Movies: 'Moneyball' shows another side of America's pastime
During his 2011 film Moneyball, director Bennett Miller tells the true story of the plight of the Oakland A's baseball team during the early 2000's. General Manager Billy Beane, played by Brad Pitt, led his team, anchored by Jason Giambi, Johnny Damon, and Jason Isringhausen, to the American League Division Series in 2001, only to be eliminated by the New York Yankees.
During the offseason, Beane found his organization in trouble, with the departure of his best players to big-budget teams. He found himself unable to afford to pay anyone of that caliber to replace them.
While unsuccessfully trying to acquire players from the Cleveland Indians' GM Mark Shapiro, Beane noticed that Shapiro seemed to listen to the advice of Peter Brand, played by Jonah Hill. Beane discovered Brand used a philosophy that chooses players based off computer-based statistics that focus on underrated stats such as on-base-percentage instead of stolen bases or defensive ability. This method allowed for the acquisition of undervalued, and therefore cheap, players that fit the A's tight budget.
Beane brought Brand to Oakland to assist in rebuilding the team using this mathematical theory, which goes against all conventional baseball wisdom. The entire organization (especially the old school scouts) was extremely skeptical of this new approach. The scouts and Head Coach Art Howe, played by Philip Seymore Hoffman, were convinced that Beane was leading the organization to destruction and did everything in their power to undermine his strategy. Did the A's finally clench victory, or were their hopes lost like a fly ball caught in the sun? You'll have to see for yourself.
The chemistry between Pitt and Hill was charming. It was fun to watch interactions between the no-nonsense Beane and the geeky, fresh-out-of-college Brand. Scenes with Beane's daughter, Casey, played by Kerris Dorsey, remind the audience that baseball is not just about winning games, and that jobs and livelihoods are also at stake. Pitt realistically portrayed his multifaceted character as GM, father, fan, and ex-player with grace.

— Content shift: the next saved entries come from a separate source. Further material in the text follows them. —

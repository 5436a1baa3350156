//! Typed ID definitions for all domain entities.

pub use super::id::{Id, V4, V7};

// ============================================================================
// Entity marker types
// ============================================================================

/// Marker type for admin users (identities from the hosted auth backend).
pub struct AdminUser;

/// Marker type for photo albums (import batches grouped by source).
pub struct PhotoAlbum;

/// Marker type for job photos.
pub struct Photo;

/// Marker type for blog posts.
pub struct BlogPost;

/// Marker type for permanent job gallery listings.
pub struct JobListing;

/// Marker type for queued generation requests.
pub struct GenerationJob;

/// Marker type for the token a worker invocation stamps on the rows it claims.
pub struct ClaimLock;

// ============================================================================
// Type aliases - the primary API
// ============================================================================

pub type AdminUserId = Id<AdminUser>;

pub type PhotoAlbumId = Id<PhotoAlbum>;

pub type PhotoId = Id<Photo>;

pub type BlogPostId = Id<BlogPost>;

pub type JobListingId = Id<JobListing>;

pub type GenerationJobId = Id<GenerationJob>;

/// Lock tokens are random so two invocations never mint the same one.
pub type LockToken = Id<ClaimLock, V4>;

Moneyball did an excellent job of portraying the suspense and tension felt in games. The audience was silently cheering on the A's with bated breath. Every error that was made was met with a sigh. Every run scored by the opponent was echoed by a groan. It was as if the audience was supporting their own teams and knew that sinking feeling when another number is added to the scoreboard in favor of the opponent.
The film felt real.
It was also refreshing to see a baseball movie that focuses on the managerial side of the game, instead of a player's struggle.

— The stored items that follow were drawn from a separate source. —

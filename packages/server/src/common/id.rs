//! Typed UUID wrappers for compile-time type safety.
//!
//! `Id<T, V>` wraps a `uuid::Uuid` so that a `PhotoId` can never be passed
//! where a `BlogPostId` is expected. Rows are keyed by time-ordered v7 UUIDs
//! by default; lock tokens use random v4 UUIDs.
//!
//! ```rust
//! use site_api::common::id::Id;
//!
//! pub struct Photo;
//! pub struct BlogPost;
//!
//! let photo_id: Id<Photo> = <Id<Photo>>::new();
//! // let wrong: Id<BlogPost> = photo_id; // compile error
//! # let _ = photo_id;
//! ```

use serde::{Deserialize, Deserializer, Serialize, Serializer};
use std::cmp::Ordering;
use std::fmt::{self, Debug, Display};
use std::hash::{Hash, Hasher};
use std::marker::PhantomData;
use std::str::FromStr;
use uuid::Uuid;

/// UUID version 7 marker (time-ordered UUIDs).
pub struct V7;

/// UUID version 4 marker (random UUIDs).
pub struct V4;

/// A typed wrapper around `Uuid`.
///
/// `T` is the entity the id belongs to, `V` the UUID version used by `new()`.
#[repr(transparent)]
pub struct Id<T, V = V7>(Uuid, PhantomData<fn() -> (T, V)>);

impl<T> Id<T, V7> {
    /// Creates a new time-ordered id.
    #[inline]
    pub fn new() -> Self {
        Self(Uuid::now_v7(), PhantomData)
    }
}

impl<T> Default for Id<T, V7> {
    fn default() -> Self {
        Self::new()
    }
}

impl<T> Id<T, V4> {
    /// Creates a new random id.
    #[inline]
    pub fn new() -> Self {
        Self(Uuid::new_v4(), PhantomData)
    }
}

impl<T> Default for Id<T, V4> {
    fn default() -> Self {
        Self::new()
    }
}

impl<T, V> Id<T, V> {
    #[inline]
    pub fn from_uuid(uuid: Uuid) -> Self {
        Self(uuid, PhantomData)
    }

    #[inline]
    pub fn into_uuid(self) -> Uuid {
        self.0
    }

    #[inline]
    pub fn as_uuid(&self) -> &Uuid {
        &self.0
    }

    /// Parses an id from a path segment or JSON string.
    #[inline]
    pub fn parse(s: &str) -> Result<Self, uuid::Error> {
        Ok(Self(Uuid::parse_str(s)?, PhantomData))
    }
}

impl<T, V> Clone for Id<T, V> {
    #[inline]
    fn clone(&self) -> Self {
        *self
    }
}

impl<T, V> Copy for Id<T, V> {}

impl<T, V> Debug for Id<T, V> {
    fn fmt(&self, f: &mut fmt::Formatter<'_>) -> fmt::Result {
        f.debug_tuple(&format!("Id<{}>", std::any::type_name::<T>()))
            .field(&self.0)
            .finish()
    }
}

impl<T, V> Display for Id<T, V> {
    fn fmt(&self, f: &mut fmt::Formatter<'_>) -> fmt::Result {
        Display::fmt(&self.0, f)
    }
}

impl<T, V> PartialEq for Id<T, V> {
    #[inline]
    fn eq(&self, other: &Self) -> bool {
        self.0 == other.0
    }
}

impl<T, V> Eq for Id<T, V> {}

impl<T, V> PartialOrd for Id<T, V> {
    #[inline]
    fn partial_cmp(&self, other: &Self) -> Option<Ordering> {
        Some(self.cmp(other))
    }
}

impl<T, V> Ord for Id<T, V> {
    #[inline]
    fn cmp(&self, other: &Self) -> Ordering {
        self.0.cmp(&other.0)
    }
}

impl<T, V> Hash for Id<T, V> {
    #[inline]
    fn hash<H: Hasher>(&self, state: &mut H) {
        self.0.hash(state);
    }
}

impl<T, V> From<Uuid> for Id<T, V> {
    #[inline]
    fn from(uuid: Uuid) -> Self {
        Self::from_uuid(uuid)
    }
}

impl<T, V> From<Id<T, V>> for Uuid {
    #[inline]
    fn from(id: Id<T, V>) -> Self {
        id.0
    }
}

impl<T, V> FromStr for Id<T, V> {
    type Err = uuid::Error;

    #[inline]
    fn from_str(s: &str) -> Result<Self, Self::Err> {
        Self::parse(s)
    }
}

impl<T, V> Serialize for Id<T, V> {
    fn serialize<S: Serializer>(&self, serializer: S) -> Result<S::Ok, S::Error> {
        self.0.serialize(serializer)
    }
}

impl<'de, T, V> Deserialize<'de> for Id<T, V> {
    fn deserialize<D: Deserializer<'de>>(deserializer: D) -> Result<Self, D::Error> {
        Uuid::deserialize(deserializer).map(Self::from_uuid)
    }
}

// ============================================================================
// sqlx support
// ============================================================================

use sqlx::encode::IsNull;
use sqlx::error::BoxDynError;
use sqlx::postgres::{PgArgumentBuffer, PgHasArrayType, PgTypeInfo, PgValueRef, Postgres};
use sqlx::{Decode, Encode, Type};

impl<T, V> Type<Postgres> for Id<T, V> {
    fn type_info() -> PgTypeInfo {
        <Uuid as Type<Postgres>>::type_info()
    }

    fn compatible(ty: &PgTypeInfo) -> bool {
        <Uuid as Type<Postgres>>::compatible(ty)
    }
}

impl<T, V> PgHasArrayType for Id<T, V> {
    fn array_type_info() -> PgTypeInfo {
        <Uuid as PgHasArrayType>::array_type_info()
    }
}

impl<T, V> Encode<'_, Postgres> for Id<T, V> {
    fn encode_by_ref(&self, buf: &mut PgArgumentBuffer) -> Result<IsNull, BoxDynError> {
        <Uuid as Encode<Postgres>>::encode_by_ref(&self.0, buf)
    }
}

impl<T, V> Decode<'_, Postgres> for Id<T, V> {
    fn decode(value: PgValueRef<'_>) -> Result<Self, BoxDynError> {
        <Uuid as Decode<Postgres>>::decode(value).map(Self::from_uuid)
    }
}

Moneyball is not necessarily a baseball movie, similar to how Field of Dreams is not a baseball movie. It is a film about trying to make necessary and unconventional changes to a system that has been set in its ways for a very long time. It is about trying to fix something, while no one else thinks it needs fixing in the first place.
The movie is accessible to audiences who don't have strong baseball knowledge, yet also satisfies seasoned fans of the game. Anyone who is a loyal fan of a team that tries its best to compete against the big boys will truly sympathize with Beane's and Brand's struggle and enjoy this film.